Macchina manipolatrice di simboli e cervello
La stessa conclusione si ottiene anche se la macchina MS interagisce con il mondo esterno in modi più complessi: mediante visione diretta, o con dialoghi veri e propri ed altro ancora. L’unico problema che resta è quello di identificare la funzione complessa che governa la struttura delle risposte umane all’ambiente e poi scrivere il programma. Le macchine MS fornite di buoni programmi svolgono un’ampia gamma di attività cognitive, seguono istruzioni complicate, risolvono complessi problemi. L’Intelligenza Artificiale classica, basata sulla stesura di programmi, ha rappresentato un complesso di ricerche impegnative e riuscite sotto molti punti di vista. Naturalmente, vi sono lati oscuri. Intanto, è evidente che le macchine MS non sono molto simili al cervello. Ma anche qui l’impostazione classica fornisce una risposta convincente. Innanzitutto, il materiale con cui una qualsiasi macchina MS è costruita non ha niente a che fare con la funzione calcolata, che è fissata dal programma. In secondo luogo, anche i particolari costruttivi dell’architettura funzionale della macchina sono irrilevanti, poiché architetture differenti potrebbero determinare la stessa funzione ingresso-uscita. Di conseguenza, l’Intelligenza Artificiale ha cercato di trovare la funzione ingresso-uscita caratteristica dell’intelligenza ed il programma più efficace per calcolarla.
Agli inizi degli anni ’70, Dreyfus ha criticato le simulazioni dell’attività cognitiva, giudicandole insufficienti rispetto alla realtà cognitiva ed imputava a queste simulazioni un difetto sistematico. Ciò che mancava era il vasto cumulo di conoscenze di base inarticolate che ogni persona possiede e la capacità di usare il buon senso per sfruttare gli aspetti utili di tali conoscenze al mutare delle circostanze. Sempre in questo periodo, il tasso di rendimento cognitivo comincia a diminuire all’aumentare della velocità e della memoria. Per simulare il riconoscimento degli oggetti da parte del sistema visivo, si deve ricorrere ad una potenza di calcolo di livello inaspettato. I tempi di calcolo sono sempre più lunghi, molto di più di quelli richiesti da un sistema visivo reale. Tale lentezza è incomprensibile, poiché in un calcolatore la propagazione dei segnali è un milione di volte più veloce che nel cervello, ad una frequenza di clock di centinaia di Mhz. Eppure, nei problemi reali, la tartaruga supera la lepre.

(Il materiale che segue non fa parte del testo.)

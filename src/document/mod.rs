//! @acp:module "Module Document"
//! @acp:summary "Region-level editing of a generated icon barrel: imports, export map, name union type"
//! @acp:domain document
//! @acp:layer model
//!
//! The document is treated as lines with three recognised regions. Everything
//! else is carried through untouched, including the line ending style and the
//! presence of a final newline.
//!
//! ```text
//! import type { SVGProps } from "react";      <- reserved import
//! import Check from "./Check";                <- binding (relative path)
//!
//! export const icons = {                      <- export map
//!   Check,                                    <- reference entry
//!   Home: (props) => (<svg {...props} />),    <- inline entry
//! };
//!
//! export type IconName = "Check" | "Home";    <- derived type, always regenerated
//! ```
//!
//! Map entries start at exactly two spaces of indentation. Deeper indented
//! lines continue the entry above them.

use std::ops::Range;
use std::sync::LazyLock;

use regex::Regex;

use crate::error::{IconError, Result};
use crate::icon::ComponentName;

/// First line of every document created by `iconsmith init`
pub const GENERATED_HEADER: &str =
    "// Generated by iconsmith. Entries are kept sorted; use `iconsmith add` to change them.";

static MAP_OPEN: LazyLock<Regex> = LazyLock::new(|| {
    Regex::new(r"^export\s+const\s+([A-Za-z_$][\w$]*)\s*(?::[^=]*)?=\s*\{\s*$").unwrap()
});

static MAP_CLOSE: LazyLock<Regex> =
    LazyLock::new(|| Regex::new(r"^\}\s*(?:as\s+const\s*)?;?\s*$").unwrap());

static ENTRY: LazyLock<Regex> =
    LazyLock::new(|| Regex::new(r"^  ([A-Za-z_$][\w$]*)\s*(?:(:)|,?\s*$)").unwrap());

static BINDING: LazyLock<Regex> = LazyLock::new(|| {
    Regex::new(
        r#"^import\s+(?:\{\s*([A-Za-z_$][\w$]*)\s*\}|([A-Za-z_$][\w$]*))\s+from\s+["'](\.{1,2}/[^"']*)["'];?\s*$"#,
    )
    .unwrap()
});

static TYPE_START: LazyLock<Regex> =
    LazyLock::new(|| Regex::new(r"^export\s+type\s+([A-Za-z_$][\w$]*)\s*=").unwrap());

static STRING_LITERAL: LazyLock<Regex> = LazyLock::new(|| Regex::new(r#"^"[^"]*"$"#).unwrap());

/// @acp:summary "Value of a map entry"
#[derive(Debug, Clone, PartialEq, Eq)]
pub enum EntryValue {
    /// Component expression written directly into the map
    Inline(String),
    /// Map key referring to an import binding from `path`
    Reference { path: String },
}
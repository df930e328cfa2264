//! @acp:module "Merge Targets"
//! @acp:summary "Accumulators a batch folds icons into: a barrel document or an icon folder"
//! @acp:domain merge
//! @acp:layer service

use std::collections::{BTreeMap, BTreeSet};
use std::path::{Path, PathBuf};

use crate::component::{ComponentDefinition, Dialect};
use crate::document::{EntryValue, ModuleDocument};
use crate::error::{IconError, Result};
use crate::folder;
use crate::icon::ComponentName;

use super::PendingWrite;

/// How an icon landed in the target
#[derive(Debug, Clone, Copy, PartialEq, Eq)]
pub enum MergeKind {
    Added,
    Replaced,
}

/// @acp:summary "In-memory state a batch is folded into"
pub trait MergeTarget {
    /// Whether `name` is already present
    fn contains(&self, name: &ComponentName) -> Result<bool>;

    /// Reject names this target cannot hold
    fn validate(&self, _name: &ComponentName) -> Result<()> {
        Ok(())
    }

    /// Insert or replace a component; the kind reflects the state at call time
    fn upsert(&mut self, definition: &ComponentDefinition) -> Result<MergeKind>;

    /// Files to persist for the accumulated state
    fn finish(&self) -> Result<Vec<PendingWrite>>;
}

/// @acp:summary "Single-file barrel with inline component definitions"
#[derive(Debug, Clone)]
pub struct BarrelTarget {
    path: PathBuf,
    document: ModuleDocument,
    dialect: Dialect,
}

impl BarrelTarget {
    /// Parse the existing barrel; a malformed module aborts before any fetch
    pub fn new(path: impl Into<PathBuf>, text: &str, dialect: Dialect) -> Result<Self> {
        Ok(Self {
            path: path.into(),
            document: ModuleDocument::parse(text)?,
            dialect,
        })
    }

    pub fn document(&self) -> &ModuleDocument {
        &self.document
    }
}

impl MergeTarget for BarrelTarget {
    fn contains(&self, name: &ComponentName) -> Result<bool> {
        self.document.contains(name.as_str())
    }

    fn upsert(&mut self, definition: &ComponentDefinition) -> Result<MergeKind> {
        let value = EntryValue::Inline(definition.expression().to_string());
        if let Some(import) = self.dialect.type_import() {
            self.document.ensure_import(import)?;
        }

        if self.document.contains(definition.name.as_str())? {
            self.document.replace(&definition.name, &value)?;
            Ok(MergeKind::Replaced)
        } else {
            match self.document.insert_sorted(&definition.name, &value) {
                Ok(()) => Ok(MergeKind::Added),
                // A reference key without its import is not listed but still owns the slot
                Err(IconError::DuplicateEntry(_)) => {
                    self.document.replace(&definition.name, &value)?;
                    Ok(MergeKind::Added)
                }
                Err(err) => Err(err),
            }
        }
    }

    fn finish(&self) -> Result<Vec<PendingWrite>> {
        Ok(vec![PendingWrite {
            path: self.path.clone(),
            contents: self.document.render(),
        }])
    }
}

/// @acp:summary "Folder of per-icon modules with a regenerated barrel"
#[derive(Debug, Clone)]
pub struct FolderTarget {
    dir: PathBuf,
    dialect: Dialect,
    names: BTreeSet<ComponentName>,
    pending: BTreeMap<ComponentName, String>,
}

impl FolderTarget {
    /// Start from the file names currently in `dir`
    pub fn new<S: AsRef<str>>(dir: impl Into<PathBuf>, file_names: &[S], dialect: Dialect) -> Self {
        let names = folder::scan_existing(file_names, dialect.component_extension());
        Self {
            dir: dir.into(),
            dialect,
            names: names.into_iter().collect(),
            pending: BTreeMap::new(),
        }
    }

    fn file(&self, name: impl AsRef<Path>) -> PathBuf {
        self.dir.join(name)
    }
}

impl MergeTarget for FolderTarget {
    fn contains(&self, name: &ComponentName) -> Result<bool> {
        Ok(self.names.contains(name))
    }

    fn validate(&self, name: &ComponentName) -> Result<()> {
        if name.is_reserved_file_stem() {
            return Err(IconError::ReservedName(name.to_string()));
        }
        Ok(())
    }

    fn upsert(&mut self, definition: &ComponentDefinition) -> Result<MergeKind> {
        let module = definition.to_module()?;
        self.pending.insert(definition.name.clone(), module);

        if self.names.insert(definition.name.clone()) {
            Ok(MergeKind::Added)
        } else {
            Ok(MergeKind::Replaced)
        }
    }

    fn finish(&self) -> Result<Vec<PendingWrite>> {
        let mut writes: Vec<PendingWrite> = self
            .pending
            .iter()
            .map(|(name, contents)| PendingWrite {
                path: self.file(folder::component_file_name(name, self.dialect)),
                contents: contents.clone(),
            })
            .collect();

        let names: Vec<ComponentName> = self.names.iter().cloned().collect();
        writes.push(PendingWrite {
            path: self.file(folder::barrel_file_name(self.dialect)),
            contents: folder::build_barrel(&names, self.dialect.typescript),
        });

        if let (Some(props_type), Some(import)) = (self.dialect.props_type(), self.dialect.type_import()) {
            writes.push(PendingWrite {
                path: self.file(folder::TYPES_FILE),
                contents: folder::build_types_file(props_type, import)?,
            });
        }

        Ok(writes)
    }
}

#[cfg(test)]
mod tests {
    use super::*;
    use crate::component::{synthesize, Framework};
    use crate::svg::SvgDocument;

    fn definition(name: &str, dialect: Dialect) -> ComponentDefinition {
        synthesize(
            &SvgDocument::new("<svg><path d=\"M0 0\"/></svg>"),
            &ComponentName::parse(name).unwrap(),
            dialect,
        )
        .unwrap()
    }

    #[test]
    fn test_barrel_adds_type_import_once() {
        let dialect = Dialect::new(Framework::React, true);
        let mut target = BarrelTarget::new("icons.tsx", "export const icons = {\n};\n", dialect).unwrap();

        assert_eq!(target.upsert(&definition("Home", dialect)).unwrap(), MergeKind::Added);
        assert_eq!(target.upsert(&definition("Home", dialect)).unwrap(), MergeKind::Replaced);

        let text = target.finish().unwrap().remove(0).contents;
        assert_eq!(text.matches("import type { SVGProps }").count(), 1);
        assert!(text.contains("  Home: (props: SVGProps<SVGSVGElement>) => (<svg {...props}>"));
    }

    #[test]
    fn test_folder_rejects_reserved_names() {
        let target = FolderTarget::new("icons", &["index.ts"], Dialect::new(Framework::React, true));
        let err = target.validate(&ComponentName::parse("Index").unwrap()).unwrap_err();
        assert!(matches!(err, IconError::ReservedName(_)));
    }

    #[test]
    fn test_folder_writes_component_barrel_and_types() {
        let dialect = Dialect::new(Framework::Preact, true);
        let mut target = FolderTarget::new("src/icons", &["Alarm.tsx", "index.ts", "types.ts"], dialect);
        assert!(target.contains(&ComponentName::parse("Alarm").unwrap()).unwrap());

        target.upsert(&definition("Check", dialect)).unwrap();
        let paths: Vec<PathBuf> = target.finish().unwrap().into_iter().map(|w| w.path).collect();
        assert_eq!(
            paths,
            vec![
                PathBuf::from("src/icons/Check.tsx"),
                PathBuf::from("src/icons/index.ts"),
                PathBuf::from("src/icons/types.ts"),
            ]
        );
    }

    #[test]
    fn test_folder_javascript_has_no_types_file() {
        let dialect = Dialect::new(Framework::Solid, false);
        let mut target = FolderTarget::new("icons", &[] as &[&str], dialect);
        target.upsert(&definition("Check", dialect)).unwrap();

        let writes = target.finish().unwrap();
        assert_eq!(writes.len(), 2);
        assert!(writes[1].contents.contains("import Check from \"./Check\";"));
        assert!(!writes[1].contents.contains("export type"));
    }
}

Negli anni ’80, John Searle ha concepito una critica abbastanza nuova, indirizzata all’assunto di fondo del programma di ricerca classico: ovvero, l’idea che una manipolazione adeguata di simboli strutturali tramite l’applicazione ricorsiva di regole che tengano conto della struttura possa produrre un’intelligenza cosciente. Searle si basa su un esperimento concettuale avente due caratteristiche fondamentali. In primo luogo, la macchina MS deve attuare una funzione ingresso-uscita capace di sostenere una conversazione superando il test di Turing. In secondo luogo, la struttura interna della macchina è tale che, comunque essa si comporti, un osservatore abbia la certezza che né la macchina, né alcuna sua parte capisce il linguaggio discorsivo.
Tutto ciò che la macchina contiene è una persona che parla solo l’inglese e che seguendo una serie di istruzioni scritte manipola i simboli cinesi che entrano ed escono. In breve, il sistema dovrebbe superare il test di Turing, pur non comprendendo né il cinese né il vero contenuto semantico del cinese. La conclusione generale di Searle è che un sistema che si limiti a manipolare simboli fisici che tengano conto della struttura sarà al massimo una vuota parodia dell’autentica intelligenza cosciente, poiché è impossibile generare la vera semantica semplicemente macinando una vuota sintassi. Gli elementi dell’intelligenza cosciente devono possedere un contenuto semantico reale.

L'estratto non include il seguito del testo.